Cosè tutta quella voglia di giocare di primo mattino?!
 Lo seguì fuori dalla porta per riprendermi la cartella.  Fuori dalla porta mi prese e mi stritolò in un abbraccio facendo cadere lo zaino ai nostri piedi.
-"È questo il modo di salutare un vecchio amico dopo un'intera estate?!"
-"Va bene, va bene" dissi con davvero poco entusiasmo. -"Anche tu mi sei mancato."ammisi più accondiscendente.
-"Così mi piaci" disse lui e finalmente mi lasciò.

Vincenzo, detto Vince, era un ragazzo alto e magro, con le braccia e le gambe così lunghe che sembravano essere fuori dal suo controllo quando si muoveva.
Era conosciuto per il suo cacciarsi sempre nei guai, e famoso per il suo riuscire sempre a farla franca, ma ancora di più, temuto, per la sua aria losca da poco di buono.
Per questo motivo non aveva molti amici. O meglio, tutti lo conoscevano, lo invitavano alle feste, gli chiedevano favori, ma nessuno voleva frequentarlo più del dovuto. E lui stesso si faceva avvicinare solo da chi gli stava a genio e con un solo sguardo allontanava e intimoriva tutti gli altri.
Io e lui eravamo amici dal primo anno. Prima che diventasse alto un metro e ottantacinque e così propenso alle stronzate.
Quando eravamo entrambi due emarginati che non c'entravano nulla in quel posto.
Poi lui si era fatto strada a forza nel gruppo "in". Il suo biglietto d'ingresso: la droga e il contrabbando di cose "particolari" e introvabili.
Non appoggiavo le sue scelte ma era mio amico e gli volevo bene. Era grazie a lui se ero sopravvissuta alle noiose lezioni degli anni precedenti. Per fortuna finivamo spesso insieme nei corsi e nonostante non fossimo mai stai compagni di banco (fino a quel momento), ci mettevamo comunque sempre vicini. Spesso lui dietro e io davanti. Io lo coprivo mentre dormiva o mentre progettava qualcosa di illegale e lui mi suggeriva le risposte molto difficili dei compiti che dovevamo sostenere e mi faceva schiattare dal ridere. Io non ridevo facilmente, le cose stupide, (stile torte in faccia e cadute spettacolari) non mi facevano dirvertire. Ridevo per la sottigliezza delle battute, per il sarcasmo e l'ironia celate, per la satira. Ma quando Vince apriva bocca ero già con il sorriso stampato in faccia.

Aveva questa capacità di farmi ridere fino alle lacrime che mi spaventava e mi aveva già cacciato in non pochi guai.
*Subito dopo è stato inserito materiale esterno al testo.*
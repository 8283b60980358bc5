//! # Common API Types
//!
//! Pagination and query-parameter parsing shared by the handlers.

use serde::Deserialize;
use utoipa::IntoParams;
use uuid::Uuid;

use crate::error::{ApiError, validation_error};

pub const DEFAULT_PAGE_LIMIT: u64 = 50;
pub const MAX_PAGE_LIMIT: u64 = 100;

/// Offset pagination for list endpoints
#[derive(Debug, Default, Deserialize, IntoParams)]
#[into_params(parameter_in = Query)]
pub struct PageQuery {
    /// Maximum number of items to return (default 50, max 100)
    pub limit: Option<u64>,
    /// Number of items to skip
    pub offset: Option<u64>,
}

impl PageQuery {
    /// Validated `(limit, offset)`.
    pub fn resolve(&self) -> Result<(u64, u64), ApiError> {
        let limit = match self.limit {
            None => DEFAULT_PAGE_LIMIT,
            Some(0) => {
                return Err(validation_error(
                    "Invalid limit",
                    serde_json::json!({ "limit": "Minimum allowed limit is 1" }),
                ));
            }
            Some(limit) if limit > MAX_PAGE_LIMIT => {
                return Err(validation_error(
                    "Invalid limit",
                    serde_json::json!({ "limit": "Maximum allowed limit is 100" }),
                ));
            }
            Some(limit) => limit,
        };
        Ok((limit, self.offset.unwrap_or(0)))
    }
}

/// Parses an optional query value with `FromStr`, reporting the field on failure.
pub fn parse_optional<T>(field: &str, value: Option<&str>, expected: &str) -> Result<Option<T>, ApiError>
where
    T: std::str::FromStr,
{
    value
        .filter(|value| !value.is_empty())
        .map(|value| {
            value.parse::<T>().map_err(|_| {
                validation_error(
                    &format!("Invalid {field}"),
                    serde_json::json!({ field: expected }),
                )
            })
        })
        .transpose()
}

pub fn parse_uuid(field: &str, value: Option<&str>) -> Result<Option<Uuid>, ApiError> {
    parse_optional(field, value, "Must be a valid UUID")
}

#[cfg(test)]
mod tests {
    use super::*;
    use crate::models::sync_job::JobStatus;

    #[test]
    fn page_query_defaults_and_bounds() {
        assert_eq!(PageQuery::default().resolve().unwrap(), (50, 0));
        assert_eq!(
            PageQuery {
                limit: Some(10),
                offset: Some(20)
            }
            .resolve()
            .unwrap(),
            (10, 20)
        );
        assert!(PageQuery { limit: Some(0), offset: None }.resolve().is_err());
        assert!(PageQuery { limit: Some(101), offset: None }.resolve().is_err());
    }

    #[test]
    fn parse_optional_reports_field() {
        let parsed: Option<JobStatus> = parse_optional("status", Some("running"), "bad").unwrap();
        assert_eq!(parsed, Some(JobStatus::Running));

        let err = parse_optional::<JobStatus>("status", Some("sleeping"), "Must be a job status")
            .unwrap_err();
        assert_eq!(err.details.unwrap()["status"], "Must be a job status");

        assert_eq!(parse_uuid("connection_id", None).unwrap(), None);
    }
}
Forse per quel suo misto di faccia tosta, sorriso furbo e sguardo vispo accompagnato alla sul acume tagliente e il suo essere un bravo oratore. Vince era davvero intelligente.
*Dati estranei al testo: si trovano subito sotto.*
//! # Repository Layer
//!
//! Repositories encapsulate the SeaORM queries for connections, sync jobs and
//! external mappings, with tenant-aware lookups.

pub mod connection;
pub mod mapping;
pub mod sync_job;

pub use connection::ConnectionRepository;
pub use mapping::{MappingRepository, UpsertOutcome, snapshot_quantity};
pub use sync_job::{JobCounts, JobFilter, SyncJobRepository};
Quel tipo di intelligenza che ti permettere di leggere una  qualsiasi informazione per averla già immagazzinata nella memoria, lui non aveva bisogno di studiare per ore sui libri. Tutti noi dovevamo essere bravi per andare ad una scuola del genere, ma lui era davvero molto bravo. Ed era forse anche per questo che i prof lo odiavano e si accanivano così tanto su di lui. Non potevano concepire una persona come Vince, un "figlio di nessuno", che andasse così bene a scuola. Lo interrogavano, gli devono "compiti speciali" a parte (affinché lui non potesse copiare), lo torchiavano stretto aspettando il minimo passo falso, ma lui non cadeva. Aveva anche un fratello, che veniva con noi a scuola. Ma di lui parlerò dopo.
-"Devo andare Cass. Faccio tardi a lezione."
Si piegò su di me, mi strinse la mandibola fra pollice e indice e ruotandomi la testa di lato mi schioccò un bacio sulla guancia.
-"Aia", feci finta di lamentarmi mentre lui, ignorandomi, si stava già allontanando con le sue lunghe falcate.

Nelle successive lezioni finì in classe con ragazzi e ragazze che già conoscevo, ma non vidi nessun volto amico.
Al suono della quarta campanella ero così stanca (per la notte passata quasi insonne), arrabbiata (per l'orario pressante che avevo dovuto seguire) e delusa (perché non avevo ancora visto nessuna della mie amiche) che decisi definitivamente che mi sarei andata a nascondere e a dormire da qualche parte invece di andare all'assemblea.